Я расскажу вам свою биографию. Но не в том смысле – родился, женился, умер. Постараюсь рассказать о тех событиях, переживаниях, которые, как мне видится, были значимыми. А то про мою биографию тоже легенд более чем достаточно. Пора уже... Чего я волнуюсь-то так, а? Наверно, потому, что сама по себе ситуация, конечно, сложная, хочется, с одной стороны, сделать все максимально искренне, с другой стороны, понимаешь, что это невозможно. Мне кажется, когда человек рассказывает свою биографию, это каждый раз немножко другая биография, все зависит от того, что всплывает.
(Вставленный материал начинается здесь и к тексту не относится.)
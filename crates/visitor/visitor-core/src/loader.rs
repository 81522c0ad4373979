//! Series loading from tabular interest data
//!
//! The input layout is fixed: one date column (`Week` by default, formatted
//! `dd-mm-YYYY`) and one numeric column per location.

use std::fs::File;
use std::io::{BufReader, Read};
use std::path::Path;

use chrono::NaiveDate;
use tracing::debug;
use visitor_spi::{
    Observation, ObservationSeries, Result, VisitorError, MIN_OBSERVATIONS, WEEK_FORMAT,
};

/// Name of the date column in the interest export
pub const DEFAULT_DATE_COLUMN: &str = "Week";

/// Header plus raw string records, before any coercion
#[derive(Debug, Clone, Default, PartialEq)]
pub struct RawTable {
    pub headers: Vec<String>,
    pub rows: Vec<Vec<String>>,
}

impl RawTable {
    pub fn new(headers: Vec<String>, rows: Vec<Vec<String>>) -> Self {
        Self { headers, rows }
    }

    /// Read a CSV document into a raw table
    pub fn from_reader<R: Read>(reader: R) -> Result<Self> {
        let mut reader = csv::ReaderBuilder::new()
            .flexible(true)
            .from_reader(reader);

        let headers = reader
            .headers()?
            .iter()
            .map(|h| h.trim().to_string())
            .collect();

        let mut rows = Vec::new();
        for record in reader.records() {
            let record = record?;
            rows.push(record.iter().map(String::from).collect());
        }

        Ok(Self { headers, rows })
    }

    /// Read a CSV file into a raw table
    pub fn from_path(path: &Path) -> Result<Self> {
        let file = File::open(path)?;
        Self::from_reader(BufReader::new(file))
    }

    fn column_index(&self, name: &str) -> Option<usize> {
        self.headers.iter().position(|h| h == name)
    }
}

/// Turns raw tabular rows into a validated [`ObservationSeries`]
#[derive(Debug, Clone)]
pub struct SeriesLoader {
    date_column: String,
    min_observations: usize,
}

impl Default for SeriesLoader {
    fn default() -> Self {
        Self::new()
    }
}

impl SeriesLoader {
    pub fn new() -> Self {
        Self {
            date_column: DEFAULT_DATE_COLUMN.to_string(),
            min_observations: MIN_OBSERVATIONS,
        }
    }

    /// Use a different date column name
    pub fn with_date_column(mut self, name: impl Into<String>) -> Self {
        self.date_column = name.into();
        self
    }

    /// Location columns present in the table
    pub fn locations(&self, table: &RawTable) -> Vec<String> {
        table
            .headers
            .iter()
            .filter(|h| **h != self.date_column)
            .cloned()
            .collect()
    }

    /// Extract the series for `location`
    ///
    /// Rows with an unparseable date or a non-numeric value are dropped;
    /// negative readings are taken by magnitude; duplicate weeks keep their
    /// first occurrence.
    pub fn load(&self, table: &RawTable, location: &str) -> Result<ObservationSeries> {
        let date_idx = table.column_index(&self.date_column).ok_or_else(|| {
            VisitorError::MissingColumn {
                column: self.date_column.clone(),
                available: table.headers.clone(),
            }
        })?;
        let value_idx =
            table
                .column_index(location)
                .ok_or_else(|| VisitorError::MissingColumn {
                    column: location.to_string(),
                    available: self.locations(table),
                })?;

        let mut observations: Vec<Observation> = table
            .rows
            .iter()
            .filter_map(|row| {
                let week = row
                    .get(date_idx)
                    .and_then(|d| NaiveDate::parse_from_str(d.trim(), WEEK_FORMAT).ok())?;
                let value = row
                    .get(value_idx)
                    .and_then(|v| v.trim().parse::<f64>().ok())
                    .filter(|v| v.is_finite())?;
                Some(Observation::new(week, value.abs()))
            })
            .collect();

        let parsed = observations.len();
        observations.sort_by_key(|o| o.week);
        observations.dedup_by_key(|o| o.week);

        debug!(
            location,
            rows = table.rows.len(),
            kept = observations.len(),
            dropped = table.rows.len() - observations.len(),
            duplicates = parsed - observations.len(),
            "loaded interest series"
        );

        if observations.len() < self.min_observations {
            return Err(VisitorError::InsufficientData {
                required: self.min_observations,
                actual: observations.len(),
            });
        }

        ObservationSeries::new(location, observations)
    }

    /// Read CSV from `reader` and extract the series for `location`
    pub fn load_reader<R: Read>(&self, reader: R, location: &str) -> Result<ObservationSeries> {
        let table = RawTable::from_reader(reader)?;
        self.load(&table, location)
    }

    /// Read a CSV file and extract the series for `location`
    pub fn load_path(&self, path: &Path, location: &str) -> Result<ObservationSeries> {
        let table = RawTable::from_path(path)?;
        self.load(&table, location)
    }
}

#[cfg(test)]
mod tests {
    use super::*;
    use std::io::Write;
    use tempfile::NamedTempFile;

    fn csv_with_rows(rows: usize) -> String {
        let mut text = String::from("Week,Goa,Hampi\n");
        let start = NaiveDate::from_ymd_opt(2024, 1, 1).unwrap();
        for i in 0..rows {
            let week = start + chrono::Duration::weeks(i as i64);
            text.push_str(&format!(
                "{},{},{}\n",
                week.format(WEEK_FORMAT),
                40 + i,
                10 + i
            ));
        }
        text
    }

    #[test]
    fn test_load_from_reader() {
        let loader = SeriesLoader::new();
        let series = loader
            .load_reader(csv_with_rows(15).as_bytes(), "Goa")
            .unwrap();
        assert_eq!(series.len(), 15);
        assert_eq!(series.values()[0], 40.0);
        assert_eq!(series.location(), "Goa");
    }

    #[test]
    fn test_drops_bad_rows_and_sorts() {
        let mut text = String::from("Week,Goa\n");
        text.push_str("not-a-date,10\n");
        text.push_str("08-01-2024,<1\n");
        for i in (0..12).rev() {
            text.push_str(&format!("{:02}-03-2024,{}\n", i + 1, i));
        }
        let series = SeriesLoader::new()
            .load_reader(text.as_bytes(), "Goa")
            .unwrap();
        assert_eq!(series.len(), 12);
        assert_eq!(series.values()[0], 0.0);
        assert_eq!(series.values()[11], 11.0);
    }

    #[test]
    fn test_negative_values_taken_by_magnitude() {
        let mut text = String::from("Week,Goa\n");
        for i in 0..12 {
            text.push_str(&format!("{:02}-05-2024,-{}\n", i + 1, i));
        }
        let series = SeriesLoader::new()
            .load_reader(text.as_bytes(), "Goa")
            .unwrap();
        assert!(series.values().iter().all(|v| *v >= 0.0));
        assert_eq!(series.values()[3], 3.0);
    }

    #[test]
    fn test_duplicate_weeks_keep_first() {
        let mut text = String::from("Week,Goa\n");
        for i in 0..12 {
            text.push_str(&format!("{:02}-06-2024,{}\n", i + 1, i));
        }
        text.push_str("01-06-2024,99\n");
        let series = SeriesLoader::new()
            .load_reader(text.as_bytes(), "Goa")
            .unwrap();
        assert_eq!(series.len(), 12);
        assert_eq!(series.values()[0], 0.0);
    }

    #[test]
    fn test_missing_location() {
        let err = SeriesLoader::new()
            .load_reader(csv_with_rows(15).as_bytes(), "Atlantis")
            .unwrap_err();
        match err {
            VisitorError::MissingColumn { column, available } => {
                assert_eq!(column, "Atlantis");
                assert_eq!(available, vec!["Goa".to_string(), "Hampi".to_string()]);
            }
            other => panic!("unexpected error {:?}", other),
        }
    }

    #[test]
    fn test_missing_date_column() {
        let text = "Date,Goa\n01-01-2024,1\n";
        let err = SeriesLoader::new()
            .load_reader(text.as_bytes(), "Goa")
            .unwrap_err();
        assert!(matches!(err, VisitorError::MissingColumn { ref column, .. } if column == "Week"));
    }

    #[test]
    fn test_custom_date_column() {
        let text = csv_with_rows(12).replace("Week", "Date");
        let series = SeriesLoader::new()
            .with_date_column("Date")
            .load_reader(text.as_bytes(), "Hampi")
            .unwrap();
        assert_eq!(series.len(), 12);
    }

    #[test]
    fn test_insufficient_rows() {
        let err = SeriesLoader::new()
            .load_reader(csv_with_rows(11).as_bytes(), "Goa")
            .unwrap_err();
        assert_eq!(
            err,
            VisitorError::InsufficientData {
                required: 12,
                actual: 11
            }
        );
    }

    #[test]
    fn test_locations() {
        let table = RawTable::from_reader(csv_with_rows(2).as_bytes()).unwrap();
        assert_eq!(SeriesLoader::new().locations(&table), vec!["Goa", "Hampi"]);
    }

    #[test]
    fn test_load_path() {
        let mut file = NamedTempFile::new().unwrap();
        write!(file, "{}", csv_with_rows(13)).unwrap();

        let series = SeriesLoader::new().load_path(file.path(), "Hampi").unwrap();
        assert_eq!(series.len(), 13);
        assert_eq!(series.values()[12], 22.0);
    }

    #[test]
    fn test_load_path_missing_file() {
        let err = SeriesLoader::new()
            .load_path(Path::new("/definitely/not/here.csv"), "Goa")
            .unwrap_err();
        assert!(matches!(err, VisitorError::Io(_)));
    }
}
impl ForecastAssembler {
    pub fn new(options: ForecastOptions) -> Self {
        Self {
            options,
            scaling: ScalingTable::default(),
            holidays: HolidayCalendar::default(),
            mega_events: vec![MegaEventRule::maha_kumbh()],
            adjuster: BacktestAdjuster::default(),
            blender: HistoricalBlender::new(),
        }
    }

    pub fn with_scaling(mut self, scaling: ScalingTable) -> Self {
        self.scaling = scaling;
        self
    }

    pub fn with_holidays(mut self, holidays: HolidayCalendar) -> Self {
        self.holidays = holidays;
        self
    }

    pub fn with_mega_events(mut self, rules: Vec<MegaEventRule>) -> Self {
        self.mega_events = rules;
        self
    }

    pub fn with_adjuster(mut self, adjuster: BacktestAdjuster) -> Self {
        self.adjuster = adjuster;
        self
    }

    pub fn options(&self) -> &ForecastOptions {
        &self.options
    }

    pub fn scaling(&self) -> &ScalingTable {
        &self.scaling
    }

    pub fn holidays(&self) -> &HolidayCalendar {
        &self.holidays
    }

    /// Forecast without back-test noise
    pub fn forecast(
        &self,
        series: &ObservationSeries,
        request: &ForecastRequest,
    ) -> Result<ForecastOutcome> {
        self.forecast_with_noise(series, request, &mut NoNoise)
    }

    /// Forecast drawing back-test perturbations from `noise`
    pub fn forecast_with_noise(
        &self,
        series: &ObservationSeries,
        request: &ForecastRequest,
        noise: &mut dyn NoiseSource,
    ) -> Result<ForecastOutcome> {
        if series.len() < MIN_OBSERVATIONS {
            return Err(VisitorError::InsufficientData {
                required: MIN_OBSERVATIONS,
                actual: series.len(),
            });
        }
        request.validate()?;

        info!(
            location = %request.location,
            start = %request.start,
            steps = request.steps,
            window = ?request.window,
            "forecast requested"
        );

        let scaled = if self.options.normalize {
            series.normalized()
        } else {
            series.clone()
        };
        let training = match request.window {
            Some(window) => scaled.trailing(window),
            None => scaled.clone(),
        };
        let values = training.values();

        let ensemble = self.fit_strategies(&values)?;
        let calibration = if self.options.calibrate {
            self.fit_calibration(&ensemble, &values)
        } else {
            None
        };

        let look_back = self.options.look_back;
        let raw = ensemble.forecast(look_back + request.steps)?;

        let mut outcome = ForecastOutcome {
            location: request.location.clone(),
            records: Vec::with_capacity(request.steps),
            look_back: Vec::with_capacity(look_back),
            backtest: Vec::with_capacity(raw.len()),
            strategies: ensemble.names(),
            calibration,
            month_interest: self.blender.monthly_mean(&scaled, request.start.month()),
        };

        for (i, &value) in raw.iter().enumerate() {
            let date = request.start + Duration::weeks(i as i64 - look_back as i64);
            let (record, row) =
                self.assemble_step(&request.location, &scaled, date, value, calibration, noise);

            if i < look_back {
                outcome.look_back.push(record);
            } else {
                outcome.records.push(record);
            }
            outcome.backtest.push(row);
        }

        info!(
            location = %request.location,
            records = outcome.records.len(),
            look_back = outcome.look_back.len(),
            strategies = ?outcome.strategies,
            "forecast assembled"
        );
        Ok(outcome)
    }

    fn fit_strategies(&self, values: &[f64]) -> Result<Ensemble> {
        let candidates = self.options.strategies.iter().map(StrategyKind::build).collect();
        fit_ensemble(candidates, values)
    }

    fn fit_calibration(
        &self,
        ensemble: &Ensemble,
        values: &[f64],
    ) -> Option<CalibrationParameters> {
        let fitted = match ensemble.fitted() {
            Ok(fitted) => fitted,
            Err(err) => {
                warn!(error = %err, "calibration skipped");
                return None;
            }
        };
        let actual = &values[values.len() - fitted.len().min(values.len())..];

        let mut calibration = LinearCalibration::new();
        match calibration.fit(&fitted, actual) {
            Ok(params) => {
                debug!(
                    intercept = params.intercept,
                    slope = params.slope,
                    r_squared = params.r_squared,
                    "calibration fitted"
                );
                Some(params)
            }
            Err(err) => {
                warn!(error = %err, "calibration skipped");
                None
            }
        }
    }

    fn assemble_step(
        &self,
        location: &str,
        history: &ObservationSeries,
        date: NaiveDate,
        raw: f64,
        calibration: Option<CalibrationParameters>,
        noise: &mut dyn NoiseSource,
    ) -> (ForecastRecord, BacktestRow) {
        let month = date.month();
        let scaling = self.scaling.factor(location, month);

        let adjusted = self.options.seasonal.adjust(raw, month);
        let calibrated = calibration.map_or(adjusted, |c| c.project(adjusted));
        let historical = self.blender.average(history, date);
        let blended = if self.options.blend_history {
            self.blender.blend(calibrated, historical)
        } else {
            calibrated
        };

        let mut visitors = self.holidays.apply(to_visitors(blended, scaling), date);
        let actual = history.value_on(date).map(|v| to_visitors(v, scaling));

        let suppressed = self
            .mega_events
            .iter()
            .any(|rule| rule.suppresses(location, date.year()));
        if suppressed {
            visitors = 0;
        } else if self.options.backtest_adjustment {
            if let Some(actual) = actual {
                visitors = self.adjuster.adjust(visitors, actual, noise);
            }
        }

        debug!(
            week = %date,
            raw,
            adjusted,
            calibrated,
            historical = ?historical,
            scaling,
            visitors,
            suppressed,
            "forecast step"
        );

        (
            ForecastRecord::new(date, visitors, historical),
            BacktestRow {
                week: date,
                actual_visitors: actual,
                predicted_visitors: visitors,
            },
        )
    }
}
В отличие от анкетных данных, которые... и то я помню, что, когда заполнял анкеты, “место работы” каждый раз другой набор был, потому что не умещались на анкете все места работы.
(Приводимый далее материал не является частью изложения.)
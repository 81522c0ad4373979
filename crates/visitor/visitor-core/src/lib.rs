//! Visitor Forecasting Core
//!
//! Implementations behind the visitor forecasting contracts: series loading,
//! seasonal and scaling tables, the holiday calendar, Holt-Winters and ARIMA
//! strategies, calibration, historical blending and the per-request
//! [`ForecastAssembler`].

pub mod arima;
pub mod assembler;
pub mod backtest;
pub mod blend;
pub mod calibration;
pub mod holiday;
mod linalg;
pub mod loader;
pub mod metrics;
pub mod profile;
pub mod smoothing;
pub mod strategy;

// Re-export SPI items for implementations
pub use visitor_spi::{
    BacktestRow, CalibrationParameters, ErrorKind, ForecastRecord, NoiseSource, Observation,
    ObservationSeries, Result, TrendModel, VisitorBounds, VisitorError, MIN_OBSERVATIONS,
};

// Re-export main types
pub use arima::{Arima, SeasonalOrder};
pub use assembler::{ForecastAssembler, ForecastOptions, ForecastOutcome, ForecastRequest};
pub use backtest::{BacktestAdjuster, FixedNoise, NoNoise, UniformNoise};
pub use blend::HistoricalBlender;
pub use calibration::LinearCalibration;
pub use holiday::HolidayCalendar;
pub use loader::{RawTable, SeriesLoader};
pub use metrics::BacktestSummary;
pub use profile::{
    MegaEventRule, ScalingTable, Season, SeasonalFactors, SeasonalMode, SeasonalProfile,
};
pub use smoothing::{HoltWinters, SmoothingParameters};
pub use strategy::StrategyKind;
//! Error module containing error types and result aliases

mod visitor_error;

pub use visitor_error::{ErrorKind, VisitorError};

/// Result type for visitor forecasting operations
pub type Result<T> = std::result::Result<T, VisitorError>;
Первый значительный факт, наверно, состоит в том, что до 5 лет я о себе ничего не помню. Вообще ничего. А поскольку мои родители не отличались особой говорливостью на эту тему, то я ничего не знаю ни про то, как они встретились, ни про то, как соединились. Знаю только то, что родился в городе Новгороде, что роддом был в барже, что отец меня оттуда быстро забрал вместе с мамой, потому что там бегали крысы, одному младенцу отгрызли ухо. Ну, это рассказы... Никаких засечек в активной памяти не существует, просто чистый лист, пустое пространство.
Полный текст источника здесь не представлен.